The Thirteenth Amendment, then, could provide the constitutional support for the various congressional enactments against private racial discrimination that Congress had previously based on the Commerce Clause.4 Because the 1866 Act contains none of the limitations written into the modern laws, it has a vastly extensive application.5

Footnotes

  1.  Jump to essay-1Ch. 31, 14 Stat. 27 (1866). The portion at issue is now 42 U.S.C. § 1982.
  2.  Jump to essay-2Jones v. Alfred H. Mayer Co., 392 U.S. 409, 420–37 (1968). Justices Harlan and White dissented from the Court’s interpretation of the statute. Id. at 449. Chief Justice Burger joined their dissent in Sullivan v. Little Hunting Park, 396 U.S. 229, 241 (1969). The 1968 Civil Rights Act forbidding discrimination in housing on the basis of race was enacted a brief time before the Court’s decision. Pub. L. No. 90-284, 82 Stat. 81, 42 U.S.C. § 3601-31.
  3.  Jump to essay-3Jones v. Alfred H. Mayer Co., 392 U.S. 409, 440–43 (1968). See also City of Memphis v. Greene, 451 U.S. 100, 124–26 (1981).
  4.  Jump to essay-4E.g., federal prohibition of racial discrimination in public accommodations, found lacking in constitutional basis under the Thirteenth and Fourteenth Amendments in the Civil Rights Cases, 109 U.S. 3 (1883), was upheld as an exercise of the commerce power in Heart of Atlanta Motel v. United States, 379 U.S. 241 (1964), and Katzenbach v. McClung, 379 U.S. 294 (1964).

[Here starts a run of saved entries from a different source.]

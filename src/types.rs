//! Core types: validated entities and the row views returned by the store.

use crate::error::{Field, ValidationResult};
use crate::validation::{
    NumericInput, validate_email, validate_free_text, validate_person_name_first,
    validate_person_name_last, validate_phone, validate_positive_number, validate_reference,
};
use serde::Serialize;
use std::fmt;

/// Surrogate identifier assigned by the store on insert.
pub type RowId = i64;

/// An employee. Construction validates and normalizes every field.
#[derive(Debug, Clone, PartialEq, Serialize)]
pub struct Employee {
    id: Option<RowId>,
    first: String,
    last: String,
    phone: String,
    email: String,
}

impl Employee {
    pub fn new(first: &str, last: &str, phone: &str, email: &str) -> ValidationResult<Self> {
        Ok(Self {
            id: None,
            first: validate_person_name_first(first)?,
            last: validate_person_name_last(last)?,
            phone: validate_phone(phone)?,
            email: validate_email(email)?,
        })
    }

    /// Rebuild an employee read back from the store.
    pub(crate) fn from_row(
        id: RowId,
        first: String,
        last: String,
        phone: String,
        email: String,
    ) -> Self {
        Self {
            id: Some(id),
            first,
            last,
            phone,
            email,
        }
    }

    pub fn id(&self) -> Option<RowId> {
        self.id
    }

    pub fn first(&self) -> &str {
        &self.first
    }

    pub fn last(&self) -> &str {
        &self.last
    }

    pub fn phone(&self) -> &str {
        &self.phone
    }

    pub fn email(&self) -> &str {
        &self.email
    }

    /// The natural key used for lookups and display: `"first last"`.
    pub fn full_name(&self) -> String {
        format!("{} {}", self.first, self.last)
    }
}

/// A billable unit of work.
#[derive(Debug, Clone, PartialEq, Serialize)]
pub struct Task {
    id: Option<RowId>,
    name: String,
    description: String,
    price: f64,
    hours: f64,
}

impl Task {
    pub fn new<P, H>(name: &str, description: &str, price: &P, hours: &H) -> ValidationResult<Self>
    where
        P: NumericInput + ?Sized,
        H: NumericInput + ?Sized,
    {
        Ok(Self {
            id: None,
            name: validate_free_text(Field::Name, name)?,
            description: validate_free_text(Field::Description, description)?,
            price: validate_positive_number(Field::Price, price)?,
            hours: validate_positive_number(Field::Hours, hours)?,
        })
    }

    pub(crate) fn from_row(
        id: RowId,
        name: String,
        description: String,
        price: f64,
        hours: f64,
    ) -> Self {
        Self {
            id: Some(id),
            name,
            description,
            price,
            hours,
        }
    }

    pub fn id(&self) -> Option<RowId> {
        self.id
    }

    pub fn name(&self) -> &str {
        &self.name
    }

    pub fn description(&self) -> &str {
        &self.description
    }

    pub fn price(&self) -> f64 {
        self.price
    }

    pub fn hours(&self) -> f64 {
        self.hours
    }
}

/// A progress state an assignment can be in, e.g. "In Progress".
#[derive(Debug, Clone, PartialEq, Eq, Serialize)]
pub struct Status {
    id: Option<RowId>,
    description: String,
}

impl Status {
    pub fn new(description: &str) -> ValidationResult<Self> {
        Ok(Self {
            id: None,
            description: validate_free_text(Field::Description, description)?,
        })
    }

    pub(crate) fn from_row(id: RowId, description: String) -> Self {
        Self {
            id: Some(id),
            description,
        }
    }

    pub fn id(&self) -> Option<RowId> {
        self.id
    }

    pub fn description(&self) -> &str {
        &self.description
    }
}

/// Links one employee, one task and one status by id.
///
/// Holds foreign keys only. Whether they point at existing rows is checked by
/// the store on insert and update.
#[derive(Debug, Clone, Copy, PartialEq, Eq, Serialize)]
pub struct Assignment {
    id: Option<RowId>,
    employee_id: RowId,
    task_id: RowId,
    status_id: RowId,
}

impl Assignment {
    pub fn new(employee_id: RowId, task_id: RowId, status_id: RowId) -> ValidationResult<Self> {
        Ok(Self {
            id: None,
            employee_id: validate_reference(Field::Employee, employee_id)?,
            task_id: validate_reference(Field::Task, task_id)?,
            status_id: validate_reference(Field::Status, status_id)?,
        })
    }

    pub fn id(&self) -> Option<RowId> {
        self.id
    }

    pub fn employee_id(&self) -> RowId {
        self.employee_id
    }

    pub fn task_id(&self) -> RowId {
        self.task_id
    }

    pub fn status_id(&self) -> RowId {
        self.status_id
    }
}

/// One line of the joined assignment view, showing natural keys instead of ids.
#[derive(Debug, Clone, PartialEq, Eq, Serialize)]
pub struct AssignmentRow {
    pub id: RowId,
    pub employee: String,
    pub task: String,
    pub status: String,
}

/// Which foreign key of an assignment to resolve.
#[derive(Debug, Clone, Copy, PartialEq, Eq, Hash)]
pub enum ForeignKey {
    Employee,
    Task,
    Status,
}

impl ForeignKey {
    /// Column holding this key in the `assignment` table.
    pub fn column(&self) -> &'static str {
        match self {
            ForeignKey::Employee => "emp_id",
            ForeignKey::Task => "task_id",
            ForeignKey::Status => "status_id",
        }
    }
}

impl fmt::Display for ForeignKey {
    fn fmt(&self, f: &mut fmt::Formatter<'_>) -> fmt::Result {
        match self {
            ForeignKey::Employee => write!(f, "employee"),
            ForeignKey::Task => write!(f, "task"),
            ForeignKey::Status => write!(f, "status"),
        }
    }
}

/// The current foreign keys of one assignment, for pre-filling an editor.
#[derive(Debug, Clone, Copy, PartialEq, Eq, Serialize)]
pub struct AssignmentSelection {
    pub assignment_id: RowId,
    pub employee_id: RowId,
    pub task_id: RowId,
    pub status_id: RowId,
}

impl AssignmentSelection {
    pub fn get(&self, which: ForeignKey) -> RowId {
        match which {
            ForeignKey::Employee => self.employee_id,
            ForeignKey::Task => self.task_id,
            ForeignKey::Status => self.status_id,
        }
    }
}

#[cfg(test)]
mod tests {
    use super::*;
    use crate::error::ValidationReason;

    #[test]
    fn employee_normalizes_fields() {
        let emp = Employee::new(" Jane ", "Doe", "(555) 123-4567", "Jane.Doe@Example.com").unwrap();
        assert_eq!(emp.id(), None);
        assert_eq!(emp.first(), "Jane");
        assert_eq!(emp.phone(), "555-123-4567");
        assert_eq!(emp.email(), "jane.doe@example.com");
        assert_eq!(emp.full_name(), "Jane Doe");
    }

    #[test]
    fn employee_reports_first_failing_field() {
        let err = Employee::new("Jane", "Doe", "555", "jane@example.com").unwrap_err();
        assert_eq!(err.field, Field::Phone);
        assert_eq!(err.reason, ValidationReason::WrongDigitCount);
    }

    #[test]
    fn task_accepts_text_and_numeric_amounts() {
        let from_text = Task::new("T1", "First task", "12.5", "3").unwrap();
        assert_eq!(from_text.price(), 12.5);
        assert_eq!(from_text.hours(), 3.0);

        let from_numbers = Task::new("Graylyn", "Cater wedding", &3550.0, &4.5).unwrap();
        assert_eq!(from_numbers.name(), "Graylyn");
        assert_eq!(from_numbers.hours(), 4.5);
    }

    #[test]
    fn task_rejects_non_positive_hours() {
        let err = Task::new("T1", "First task", "10", "0").unwrap_err();
        assert_eq!(err.field, Field::Hours);
        assert_eq!(err.reason, ValidationReason::NotPositive);
    }

    #[test]
    fn status_trims_description() {
        let status = Status::new("  In Progress ").unwrap();
        assert_eq!(status.description(), "In Progress");
        assert!(Status::new(" ").is_err());
    }

    #[test]
    fn assignment_holds_only_keys() {
        let asgmt = Assignment::new(1, 2, 3).unwrap();
        assert_eq!(asgmt.id(), None);
        assert_eq!(
            (asgmt.employee_id(), asgmt.task_id(), asgmt.status_id()),
            (1, 2, 3)
        );
        let err = Assignment::new(1, -2, 3).unwrap_err();
        assert_eq!(err.field, Field::Task);
    }

    #[test]
    fn selection_resolves_each_key() {
        let selection = AssignmentSelection {
            assignment_id: 7,
            employee_id: 1,
            task_id: 2,
            status_id: 3,
        };
        assert_eq!(selection.get(ForeignKey::Employee), 1);
        assert_eq!(selection.get(ForeignKey::Task), 2);
        assert_eq!(selection.get(ForeignKey::Status), 3);
        assert_eq!(ForeignKey::Employee.column(), "emp_id");
    }
}
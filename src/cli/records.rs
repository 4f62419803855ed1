//! Employee, task and status subcommands.
//!
//! `add` validates the input, inserts it, and echoes the stored row back via
//! the matching `get_last_*` query.

use crate::db::Database;
use crate::format::{
    OutputFormat, format_employees_markdown, format_list_markdown, format_statuses_markdown,
    format_tasks_markdown, to_json,
};
use crate::types::{Employee, Status, Task};
use anyhow::{Result, anyhow};
use clap::Subcommand;

#[derive(Subcommand, Debug)]
pub enum EmployeeArgs {
    /// Add an employee
    Add {
        #[arg(long)]
        first: String,
        #[arg(long)]
        last: String,
        /// Any punctuation is fine as long as there are 10 digits
        #[arg(long)]
        phone: String,
        #[arg(long)]
        email: String,
    },
    /// List all employees
    List,
    /// List employee full names, ordered by id
    Names,
}

#[derive(Subcommand, Debug)]
pub enum TaskArgs {
    /// Add a task
    Add {
        #[arg(long)]
        name: String,
        #[arg(long)]
        description: String,
        #[arg(long, allow_hyphen_values = true)]
        price: String,
        #[arg(long, allow_hyphen_values = true)]
        hours: String,
    },
    /// List all tasks
    List,
    /// List task names, ordered by id
    Names,
}

#[derive(Subcommand, Debug)]
pub enum StatusArgs {
    /// Add a status
    Add {
        #[arg(long)]
        description: String,
    },
    /// List all statuses
    List,
    /// List status descriptions, ordered by id
    Names,
}

pub fn run_employee(db: &Database, args: EmployeeArgs, format: OutputFormat) -> Result<String> {
    let employees = match args {
        EmployeeArgs::Add {
            first,
            last,
            phone,
            email,
        } => {
            let employee = Employee::new(&first, &last, &phone, &email)?;
            db.insert_employee(&employee)?;
            let stored = db
                .get_last_employee()?
                .ok_or_else(|| anyhow!("employee was inserted but cannot be read back"))?;
            vec![stored]
        }
        EmployeeArgs::List => db.get_all_employees()?,
        EmployeeArgs::Names => return Ok(names(format, "Employees", &db.get_employee_names()?)),
    };

    Ok(match format {
        OutputFormat::Json => to_json(&employees),
        OutputFormat::Markdown => format_employees_markdown(&employees),
    })
}

pub fn run_task(db: &Database, args: TaskArgs, format: OutputFormat) -> Result<String> {
    let tasks = match args {
        TaskArgs::Add {
            name,
            description,
            price,
            hours,
        } => {
            let task = Task::new(&name, &description, price.as_str(), hours.as_str())?;
            db.insert_task(&task)?;
            let stored = db
                .get_last_task()?
                .ok_or_else(|| anyhow!("task was inserted but cannot be read back"))?;
            vec![stored]
        }
        TaskArgs::List => db.get_all_tasks()?,
        TaskArgs::Names => return Ok(names(format, "Tasks", &db.get_task_names()?)),
    };

    Ok(match format {
        OutputFormat::Json => to_json(&tasks),
        OutputFormat::Markdown => format_tasks_markdown(&tasks),
    })
}

pub fn run_status(db: &Database, args: StatusArgs, format: OutputFormat) -> Result<String> {
    let statuses = match args {
        StatusArgs::Add { description } => {
            let status = Status::new(&description)?;
            db.insert_status(&status)?;
            let stored = db
                .get_last_status()?
                .ok_or_else(|| anyhow!("status was inserted but cannot be read back"))?;
            vec![stored]
        }
        StatusArgs::List => db.get_all_statuses()?,
        StatusArgs::Names => return Ok(names(format, "Statuses", &db.get_status_names()?)),
    };

    Ok(match format {
        OutputFormat::Json => to_json(&statuses),
        OutputFormat::Markdown => format_statuses_markdown(&statuses),
    })
}

fn names(format: OutputFormat, title: &str, names: &[String]) -> String {
    match format {
        OutputFormat::Json => to_json(names),
        OutputFormat::Markdown => format_list_markdown(title, names),
    }
}
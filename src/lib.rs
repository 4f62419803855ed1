//! Project Manager Library
//!
//! Validated employee, task, status and assignment records over a local
//! SQLite store. The `pm` binary is one presentation layer on top of it.

pub mod cli;
pub mod config;
pub mod db;
pub mod error;
pub mod format;
pub mod logging;
pub mod types;
pub mod validation;

pub use db::Database;
pub use error::{Error, StorageError, ValidationError};
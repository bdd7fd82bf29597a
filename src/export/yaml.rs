//! YAML Export functionality
//!
//! Writes the same document as the JSON export, for reading by humans.

use std::io::Write;

use crate::error::{FitcoachError, FitcoachResult};
use crate::export::json::UserExport;
use crate::services::TrackerService;

/// Export the user's data as YAML
pub fn export_user_yaml<W: Write>(tracker: &TrackerService<'_>, writer: &mut W) -> FitcoachResult<()> {
    let export = UserExport::from_tracker(tracker);

    writeln!(writer, "# FitCoach export for {}", export.user_id)
        .map_err(|e| FitcoachError::Export(e.to_string()))?;
    writeln!(writer, "# Generated: {}", export.exported_at)
        .map_err(|e| FitcoachError::Export(e.to_string()))?;
    writeln!(writer).map_err(|e| FitcoachError::Export(e.to_string()))?;

    serde_yaml::to_writer(writer, &export).map_err(|e| FitcoachError::Export(e.to_string()))?;

    Ok(())
}
//! Intake statistics display

use tabled::settings::Style;
use tabled::{Table, Tabled};

use crate::services::DayTotal;

use super::format_bar;

#[derive(Tabled)]
struct StatsRow {
    #[tabled(rename = "Date")]
    date: String,
    #[tabled(rename = "kcal")]
    kcal: String,
    #[tabled(rename = "Entries")]
    entries: usize,
    #[tabled(rename = "vs target")]
    bar: String,
}

/// Format daily totals against the target, with the period average
pub fn format_stats(totals: &[DayTotal], target: i64) -> String {
    if totals.is_empty() {
        return "No days to show.\n".to_string();
    }

    let rows = totals.iter().map(|t| StatsRow {
        date: t.date.format("%a %d.%m").to_string(),
        kcal: format!("{:.0}", t.kcal),
        entries: t.entry_count,
        bar: format_bar(t.kcal, target as f64, 20),
    });

    let mut table = Table::new(rows);
    table.with(Style::rounded());

    let average = totals.iter().map(|t| t.kcal).sum::<f64>() / totals.len() as f64;
    format!(
        "{}\nAverage: {:.0} kcal/day (target {} kcal)\n",
        table, average, target
    )
}
use super::{Exercise, WorkoutBlock};

const fn ex(name: &'static str, reps: &'static str, video: &'static str) -> Exercise {
    Exercise { name, reps, video }
}

pub(super) const HOME_LOSE: &[WorkoutBlock] = &[
    WorkoutBlock {
        title: "Кардио + корпус",
        exercises: &[
            ex("Берпи", "3×12", "https://www.youtube.com/watch?v=TU8QYVW0gDU"),
            ex("Планка", "3×40 сек", "https://www.youtube.com/watch?v=pSHjTRCQxIw"),
            ex("Скручивания", "3×20", "https://www.youtube.com/watch?v=wkD8rjkodUI"),
        ],
    },
    WorkoutBlock {
        title: "Ноги + ягодицы",
        exercises: &[
            ex("Приседания", "4×15", "https://www.youtube.com/watch?v=aclHkVaku9U"),
            ex("Выпады", "3×12/нога", "https://www.youtube.com/watch?v=QOVaHwm-Q6U"),
        ],
    },
];

pub(super) const HOME_MAINTAIN: &[WorkoutBlock] = &[WorkoutBlock {
    title: "Фуллбоди",
    exercises: &[
        ex("Отжимания", "4×12", "https://www.youtube.com/watch?v=_l3ySVKYVJ8"),
        ex(
            "Тяга в наклоне (с резиной)",
            "4×12",
            "https://www.youtube.com/watch?v=vT2GjY_Umpw",
        ),
        ex("Приседания", "4×15", "https://www.youtube.com/watch?v=aclHkVaku9U"),
    ],
}];

pub(super) const HOME_GAIN: &[WorkoutBlock] = &[WorkoutBlock {
    title: "Фуллбоди прогрессия",
    exercises: &[
        ex("Отжимания с отягощ.", "5×8–12", "https://www.youtube.com/watch?v=_l3ySVKYVJ8"),
        ex("Резиновая тяга шир.", "5×10–12", "https://www.youtube.com/watch?v=vT2GjY_Umpw"),
        ex("Приседания плие", "5×12–15", "https://www.youtube.com/watch?v=3GpK4D8LQ6U"),
    ],
}];

pub(super) const GYM_LOSE: &[WorkoutBlock] = &[WorkoutBlock {
    title: "Кардио + пресс",
    exercises: &[
        ex("Беговая дорожка", "20–30 мин", "https://www.youtube.com/watch?v=QdQ1YxU1Zt0"),
        ex("Скручивания на полу", "4×20", "https://www.youtube.com/watch?v=wkD8rjkodUI"),
    ],
}];

pub(super) const GYM_MAINTAIN: &[WorkoutBlock] = &[
    WorkoutBlock {
        title: "Верх/Низ — День Верх",
        exercises: &[
            ex("Жим лёжа", "4×6–10", "https://www.youtube.com/watch?v=rT7DgCr-3pg"),
            ex("Тяга верхнего блока", "4×8–12", "https://www.youtube.com/watch?v=CAwf7n6Luuc"),
            ex("Жим гантелей сидя", "3×8–12", "https://www.youtube.com/watch?v=B-aVuyhvLHU"),
        ],
    },
    WorkoutBlock {
        title: "Верх/Низ — День Низ",
        exercises: &[
            ex("Приседания со штангой", "4×6–10", "https://www.youtube.com/watch?v=aclHkVaku9U"),
            ex("Становая тяга", "3×5–8", "https://www.youtube.com/watch?v=op9kVnSso6Q"),
        ],
    },
];

pub(super) const GYM_GAIN: &[WorkoutBlock] = &[WorkoutBlock {
    title: "Гипертрофия — Фуллбоди",
    exercises: &[
        ex("Жим гантелей лёжа", "4×8–12", "https://www.youtube.com/watch?v=VmB1G1K7v94"),
        ex("Тяга штанги в наклоне", "4×8–12", "https://www.youtube.com/watch?v=vT2GjY_Umpw"),
        ex("Жим ногами", "4×10–15", "https://www.youtube.com/watch?v=IZxyjW7MPJQ"),
    ],
}];
//! Append-only audit log writer and reader
//!
//! Each entry is one JSON line, flushed immediately.

use std::fs::{File, OpenOptions};
use std::io::{BufRead, BufReader, Write};
use std::path::PathBuf;

use crate::error::{FitcoachError, FitcoachResult};

use super::entry::AuditEntry;

/// Handles writing audit entries to the audit log file
pub struct AuditLogger {
    log_path: PathBuf,
}

impl AuditLogger {
    pub fn new(log_path: PathBuf) -> Self {
        Self { log_path }
    }

    /// Append an entry to the log
    pub fn log(&self, entry: &AuditEntry) -> FitcoachResult<()> {
        if let Some(parent) = self.log_path.parent() {
            std::fs::create_dir_all(parent)
                .map_err(|e| FitcoachError::Io(format!("Failed to create audit directory: {}", e)))?;
        }

        let mut file = OpenOptions::new()
            .create(true)
            .append(true)
            .open(&self.log_path)
            .map_err(|e| FitcoachError::Io(format!("Failed to open audit log: {}", e)))?;

        let json = serde_json::to_string(entry)
            .map_err(|e| FitcoachError::Json(format!("Failed to serialize audit entry: {}", e)))?;

        writeln!(file, "{}", json)
            .map_err(|e| FitcoachError::Io(format!("Failed to write audit entry: {}", e)))?;

        file.flush()
            .map_err(|e| FitcoachError::Io(format!("Failed to flush audit log: {}", e)))?;

        Ok(())
    }

    /// Read all audit entries, oldest first
    pub fn read_all(&self) -> FitcoachResult<Vec<AuditEntry>> {
        if !self.log_path.exists() {
            return Ok(Vec::new());
        }

        let file = File::open(&self.log_path)
            .map_err(|e| FitcoachError::Io(format!("Failed to open audit log: {}", e)))?;

        let mut entries = Vec::new();
        for (line_num, line) in BufReader::new(file).lines().enumerate() {
            let line = line.map_err(|e| {
                FitcoachError::Io(format!("Failed to read audit log line {}: {}", line_num + 1, e))
            })?;

            if line.trim().is_empty() {
                continue;
            }

            let entry: AuditEntry = serde_json::from_str(&line).map_err(|e| {
                FitcoachError::Json(format!(
                    "Failed to parse audit entry at line {}: {}",
                    line_num + 1,
                    e
                ))
            })?;

            entries.push(entry);
        }

        Ok(entries)
    }

    /// The most recent `count` entries, optionally for one user only
    pub fn read_recent(&self, count: usize, user: Option<&str>) -> FitcoachResult<Vec<AuditEntry>> {
        let mut entries = self.read_all()?;
        if let Some(user) = user {
            entries.retain(|e| e.user == user);
        }
        let start = entries.len().saturating_sub(count);
        Ok(entries.split_off(start))
    }

    pub fn path(&self) -> &PathBuf {
        &self.log_path
    }
}
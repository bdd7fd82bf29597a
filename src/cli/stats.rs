//! Intake statistics CLI command

use chrono::NaiveDate;
use clap::Args;

use crate::display::format_stats;
use crate::error::FitcoachResult;
use crate::services::TrackerService;

/// Arguments for the stats command
#[derive(Args)]
pub struct StatsArgs {
    /// Number of days to show (defaults to the configured period)
    #[arg(short, long)]
    pub days: Option<u32>,
}

/// Show daily totals for the period ending at `end`
pub fn handle_stats_command(
    tracker: &TrackerService<'_>,
    end: NaiveDate,
    default_days: u32,
    args: StatsArgs,
) -> FitcoachResult<()> {
    let days = args.days.unwrap_or(default_days).max(1);
    let totals = tracker.daily_totals(end, days)?;

    println!("Last {} days", days);
    print!("{}", format_stats(&totals, tracker.target()));
    Ok(())
}
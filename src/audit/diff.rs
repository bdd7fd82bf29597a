//! Diff generation for audit logging
//!
//! Summarizes top-level field changes between two JSON objects, e.g.
//! `weight: 70.0 -> 68.5, goal: "maintain" -> "lose"`.

use serde_json::Value;

/// Generate a human-readable diff between two JSON values
///
/// Returns `None` when nothing changed.
pub fn generate_diff(before: &Value, after: &Value) -> Option<String> {
    let changes: Vec<String> = match (before, after) {
        (Value::Object(before_obj), Value::Object(after_obj)) => {
            let mut changes = Vec::new();

            for (key, before_val) in before_obj {
                match after_obj.get(key) {
                    Some(after_val) if after_val != before_val => changes.push(format!(
                        "{}: {} -> {}",
                        key,
                        format_value(before_val),
                        format_value(after_val)
                    )),
                    Some(_) => {}
                    None => changes.push(format!("{}: {} -> (removed)", key, format_value(before_val))),
                }
            }

            for (key, after_val) in after_obj {
                if !before_obj.contains_key(key) {
                    changes.push(format!("{}: (added) -> {}", key, format_value(after_val)));
                }
            }

            changes
        }
        _ if before != after => vec![format!("{} -> {}", format_value(before), format_value(after))],
        _ => Vec::new(),
    };

    if changes.is_empty() {
        None
    } else {
        Some(changes.join(", "))
    }
}

fn format_value(value: &Value) -> String {
    match value {
        Value::Null => "null".to_string(),
        Value::Bool(b) => b.to_string(),
        Value::Number(n) => n.to_string(),
        Value::String(s) => format!("\"{}\"", s),
        Value::Array(arr) => format!("[{} items]", arr.len()),
        Value::Object(obj) => format!("{{{} fields}}", obj.len()),
    }
}
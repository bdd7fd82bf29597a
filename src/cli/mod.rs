//! CLI command handlers
//!
//! This module contains the implementation of CLI commands,
//! bridging the clap argument parsing with the tracker service.

pub mod audit;
pub mod export;
pub mod food;
pub mod log;
pub mod profile;
pub mod stats;
pub mod workout;

pub use audit::{handle_audit_command, AuditArgs};
pub use export::{handle_export_command, ExportArgs};
pub use food::{handle_fit_command, handle_food_command, FitArgs, FoodCommands};
pub use log::{handle_log_command, LogCommands};
pub use profile::{handle_profile_command, ProfileCommands};
pub use stats::{handle_stats_command, StatsArgs};
pub use workout::{handle_workout_command, WorkoutArgs};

  5.  Jump to essay-5The 1968 statute on housing and the 1866 act are compared in Jones v. Alfred H. Mayer Co., 392 U.S. 409, 413–17 (1968). The expansiveness of the 1866 statute and of congressional power is shown by Sullivan v. Little Hunting Park, 396 U.S. 229 (1969) (1866 law protects share in a neighborhood recreational club which ordinarily went with the lease or ownership of house in area); Runyon v. McCrary, 427 U.S. 160 (1976) (guarantee that all persons shall have the same right to make and enforce contracts as is enjoyed by white persons protects the right of black children to gain admission to private, commercially operated, nonsectarian schools); Johnson v. Railway Express Agency, 421 U.S. 454, 459–60 (1975) (statute affords a federal remedy against discrimination in private employment on the basis of race); McDonald v. Santa Fe Trail Transp. Co., 427 U.S. 273, 285–96 (1976) (statute protects against racial discrimination in private employment against whites as well as nonwhites). See also Tillman v. Wheaton-Haven Recreation Ass’n, 410 U.S. 431 (1973). The Court has also concluded that pursuant to its Thirteenth Amendment powers Congress could provide remedial legislation for African Americans deprived of their rights because of their race. Griffin v. Breckenridge, 403 U.S. 88, 104–05 (1971). Conceivably, the reach of the 1866 law could extend to all areas in which Congress has so far legislated and to other areas as well, justifying legislative or judicial enforcement of the Amendment itself in such areas as school segregation.